James Blake

James Blake à l’Olympia de Montréal | Quand découverte et nostalgie se rencontrent

Montréal a été honoré de recevoir James Blake à l’Olympia, ce 10 octobre, au cours de sa tournée pour son récent album, Playing Robots Into Heaven, sorti à peine un mois plus tôt.  Une immense file de spectateurs et spectatrices entourait le bâtiment de l’Olympia. Bientôt, le chanteur britannique reconnu pour sa production électronique expérimentale allait réchauffer les corps habillés trop légèrement pour la vraie première journée d’automne, et peut-être ressusciter, ou garder en vie une époque dont le feu brûle encore pas si loin.

Dès les premières notes de Asking To Break, retour aux sonorités dance d’une autre décennie, celle qui a mis au monde le producteur électronique et chanteur britannique. On est pas loin de CMYK, du iPod Classic et des bonnes années de Pitchfork. Le nouvel album de Blake s’inscrit dans l’ère de la modernité de par la complexité de sa production, mais sait bien raviver le souvenir de ses débuts en tant que producteur et la charge émotive qui y est associée, du moins, pour les milléniaux comme moi.

Dès les premières notes de piano de l’iconique reprise de Limit To Your Love, la foule réagit avec ferveur. Il y a là élément de surprise : personne ne s’attendait à entendre une pièce datant de 2011 sur cette nouvelle tournée. Une douche de lumière rouge sur le chanteur et pianiste s’alterne avec un éclairage maximaliste bleu qui pompe au rythme des 808 qui font vibrer les corps et les esprits qui habitent l’Olympia le temps d’une soirée.

Une caractéristique notable de la performance live de James Blake est la similitude frappante entre sa voix en concert et les versions studio. Lorsque sa nouvelle chanson Loading démarre au milieu du spectacle avec sa large étendue vocale, propre au R’n’B et à la soul, c’est l’apogée de ce phénomène. Cependant, musicalement on est ailleurs, et c’est tant mieux. De légers changements au niveau de la disposition des accords, puis le trio des musiciens Ben Assiter, Rob McAndrews et James Blake amènent un dynamisme qui n’a pas d’égal à ce qu’on retrouve sur l’album.
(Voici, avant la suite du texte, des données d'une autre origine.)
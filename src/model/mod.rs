pub mod attendance;
pub mod employee;
pub mod holiday;
pub mod leave_request;
pub mod post;
pub mod regularization;
pub mod role;
pub mod status;
pub mod team;
pub mod work_from_home;
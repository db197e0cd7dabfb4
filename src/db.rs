use anyhow::{Context, Result};
use sqlx::MySqlPool;
use sqlx::mysql::MySqlPoolOptions;

pub async fn init_db(database_url: &str, run_migrations: bool) -> Result<MySqlPool> {
    let pool = MySqlPoolOptions::new()
        .max_connections(20)
        .connect(database_url)
        .await
        .context("Failed to connect to database")?;

    if run_migrations {
        sqlx::migrate!("./migrations")
            .run(&pool)
            .await
            .context("Failed to run migrations")?;
    }

    Ok(pool)
}
/// Reverse geocode a coordinate
#[utoipa::path(
    post,
    path = "/api/attendance/resolve-location",
    request_body = LocationReq,
    responses(
        (status = 200, description = "Address", body = Object, example = json!({"address": "Banjara Hills, Hyderabad, Telangana, India"})),
        (status = 400, description = "Coordinates out of range"),
        (status = 502, description = "Geocoding provider failed")
    ),
    security(("bearer_auth" = [])),
    tag = "Attendance"
)]
pub async fn resolve_location(
    _auth: AuthUser,
    notifier: web::Data<Notifier>,
    payload: web::Json<LocationReq>,
) -> ApiResult<HttpResponse> {
    if !(-90.0..=90.0).contains(&payload.latitude) || !(-180.0..=180.0).contains(&payload.longitude) {
        return Err(ApiError::bad_request("Invalid coordinates"));
    }

    let address = notifier
        .reverse_geocode(payload.latitude, payload.longitude)
        .await
        .map_err(|e| {
            warn!(error = %e, "Reverse geocoding failed");
            ApiError::BadGateway(format!("Failed to resolve location: {}", e))
        })?;

    Ok(HttpResponse::Ok().json(json!({ "address": address })))
}

#[derive(Deserialize, ToSchema)]
pub struct RegularizeReq {
    #[schema(example = "2026-03-02")]
    pub date: String,
    #[schema(example = "06:30 PM")]
    pub check_out_time: String,
    #[serde(default)]
    #[schema(example = "Forgot to clock out")]
    pub reason: String,
}

/// Request a check-out correction
#[utoipa::path(
    post,
    path = "/api/attendance/regularize",
    request_body = RegularizeReq,
    responses(
        (status = 201, description = "Request submitted", body = Object, example = json!({"message": "Regularization request submitted", "id": 5})),
        (status = 400, description = "Invalid date/time, missing reason or no check-in"),
        (status = 409, description = "Pending request already exists")
    ),
    security(("bearer_auth" = [])),
    tag = "Attendance"
)]
pub async fn regularize(
    auth: AuthUser,
    pool: web::Data<MySqlPool>,
    config: web::Data<Config>,
    payload: web::Json<RegularizeReq>,
) -> ApiResult<HttpResponse> {
    let employee_id = auth.require_employee_id()?;
    let today = local_now(config.tz_offset_minutes).date();

    let date = parse_date(&payload.date).ok_or_else(|| ApiError::bad_request("Invalid date, expected YYYY-MM-DD"))?;
    if date > today {
        return Err(ApiError::bad_request("Cannot regularize a future date"));
    }
    let check_out = parse_clock(&payload.check_out_time)
        .ok_or_else(|| ApiError::bad_request("Invalid check_out_time"))?;
    let reason = payload.reason.trim();
    if reason.is_empty() {
        return Err(ApiError::bad_request("Reason is required"));
    }

    let day = fetch_day(pool.get_ref(), employee_id, date).await?;
    let check_in = day
        .and_then(|d| d.check_in)
        .ok_or_else(|| ApiError::bad_request("No check-in found for this date"))?;
    if check_out <= check_in {
        return Err(ApiError::bad_request("Check-out time must be after check-in"));
    }

    let pending: bool = sqlx::query_scalar(
        "SELECT EXISTS(SELECT 1 FROM regularizations WHERE employee_id = ? AND date = ? AND status = 'Pending')",
    )
    .bind(employee_id)
    .bind(date)
    .fetch_one(pool.get_ref())
    .await?;
    if pending {
        return Err(ApiError::Conflict("A pending request already exists for this date".into()));
    }

    let id = sqlx::query(
        "INSERT INTO regularizations (employee_id, date, check_out_time, reason) VALUES (?, ?, ?, ?)",
    )
    .bind(employee_id)
    .bind(date)
    .bind(check_out)
    .bind(reason)
    .execute(pool.get_ref())
    .await?
    .last_insert_id();

    Ok(HttpResponse::Created().json(json!({"message": "Regularization request submitted", "id": id})))
}
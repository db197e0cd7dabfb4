use crate::auth::auth::AuthUser;
use crate::config::Config;
use actix_web::middleware::Next;
use actix_web::{
    Error, HttpMessage, HttpResponse,
    body::BoxBody,
    dev::{ServiceRequest, ServiceResponse},
    web::Data,
};
use serde_json::json;

pub async fn auth_middleware(
    req: ServiceRequest,
    next: Next<BoxBody>,
) -> Result<ServiceResponse<BoxBody>, Error> {
    let config = req
        .app_data::<Data<Config>>()
        .ok_or_else(|| actix_web::error::ErrorInternalServerError("App config missing"))?;

    let header_value = match req.headers().get("Authorization") {
        Some(h) => match h.to_str() {
            Ok(v) => v.to_string(),
            Err(_) => {
                let resp = HttpResponse::Unauthorized()
                    .json(json!({"error": "Invalid Authorization header encoding"}));
                return Ok(req.into_response(resp.map_into_boxed_body()));
            }
        },
        None => {
            let resp =
                HttpResponse::Unauthorized().json(json!({"error": "Missing Authorization header"}));
            return Ok(req.into_response(resp.map_into_boxed_body()));
        }
    };

    let token = match header_value.strip_prefix("Bearer ") {
        Some(t) => t,
        None => {
            let resp = HttpResponse::Unauthorized()
                .json(json!({"error": "Authorization header must start with Bearer"}));
            return Ok(req.into_response(resp.map_into_boxed_body()));
        }
    };

    let auth_user = match AuthUser::from_token(token, &config.jwt_secret) {
        Ok(user) => user,
        Err(e) => {
            let resp = HttpResponse::Unauthorized()
                .json(json!({"error": "Invalid or expired token", "details": e}));
            return Ok(req.into_response(resp.map_into_boxed_body()));
        }
    };

    tracing::Span::current().record("user", auth_user.user_key.as_str());
    req.extensions_mut().insert(auth_user);

    next.call(req).await
}

#[cfg(test)]
mod tests {
    use super::*;
    use crate::auth::jwt::{TokenSubject, generate_access_token};
    use actix_web::middleware::from_fn;
    use actix_web::{App, HttpResponse, test, web};

    async fn whoami(user: AuthUser) -> HttpResponse {
        HttpResponse::Ok().body(user.user_key)
    }

    #[actix_web::test]
    async fn rejects_requests_without_bearer_token() {
        let app = test::init_service(
            App::new()
                .app_data(Data::new(Config::for_tests()))
                .service(
                    web::scope("/api")
                        .wrap(from_fn(auth_middleware))
                        .route("/me", web::get().to(whoami)),
                ),
        )
        .await;

        let req = test::TestRequest::get().uri("/api/me").to_request();
        let resp = test::call_service(&app, req).await;
        assert_eq!(resp.status(), 401);

        let req = test::TestRequest::get()
            .uri("/api/me")
            .insert_header(("Authorization", "Token abc"))
            .to_request();
        let resp = test::call_service(&app, req).await;
        assert_eq!(resp.status(), 401);
    }

    #[actix_web::test]
    async fn passes_identity_to_handlers() {
        let config = Config::for_tests();
        let token = generate_access_token(
            &TokenSubject {
                sub: "MW-001".into(),
                name: "Asha Rao".into(),
                role: 3,
                employee_id: Some(1),
            },
            &config.jwt_secret,
            60,
        )
        .unwrap();

        let app = test::init_service(
            App::new()
                .app_data(Data::new(config))
                .service(
                    web::scope("/api")
                        .wrap(from_fn(auth_middleware))
                        .route("/me", web::get().to(whoami)),
                ),
        )
        .await;

        let req = test::TestRequest::get()
            .uri("/api/me")
            .insert_header(("Authorization", format!("Bearer {}", token)))
            .to_request();
        let body = test::call_and_read_body(&app, req).await;
        assert_eq!(body, "MW-001");
    }
}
D’ailleurs, un moment fort du spectacle est la montée finale de Loading qui, en live, est drastiquement accentuée, couronnée de son apogée, à 3:38 : le synthétiseur entre en scène comme un orgue d’église qui avale tout sur son passage, rappelant légèrement la fin de Watcher Of The Skies par Genesis. Ce moment est parsemé des exclamations de la foule en délire. Mais par délire, je veux dire « délire de catégorie mélomane tranquille ». Personne n’est là pour danser vraiment, ni même sur les pièces house qui suivront comme Fall Back. Pas d’artifices sur scène ni hors scène, peu de mots, seulement le trio de musiciens jouant ensemble depuis 2010. Seulement la musique.

Impossible de passer sous silence l’enchaînement de Say What You Will et Retrograde. Une fascination nostalgique et une satisfaction profonde ont envahi l’Olympia, qui a pu être déconcertée par le côté brusque de l’enchaînement des différents styles musicaux plus tôt dans le spectacle. Il est probable que c’eût été un choix artistique délibéré de la part de James Blake, mais l’ordre des chansons a pu sembler déroutant de temps à autre. Mais bon, tout est oublié lorsque le classique Retrograde emporte tout avec lui.

 

La fin du concert est marquée par la reprise de Godspeed de Frank Ocean par James Blake. « This love will keep us from blinding of the eyes, silence in the ears, darkness of the mind ». Ces mots résonnent dans tout l’Olympia avec une force qui leur est propre, déposant sous les yeux des spectateurs et spectatrices quelques larmes et le souvenir d’une performance de la part de James Blake en ce 10 octobre froid et inoubliable.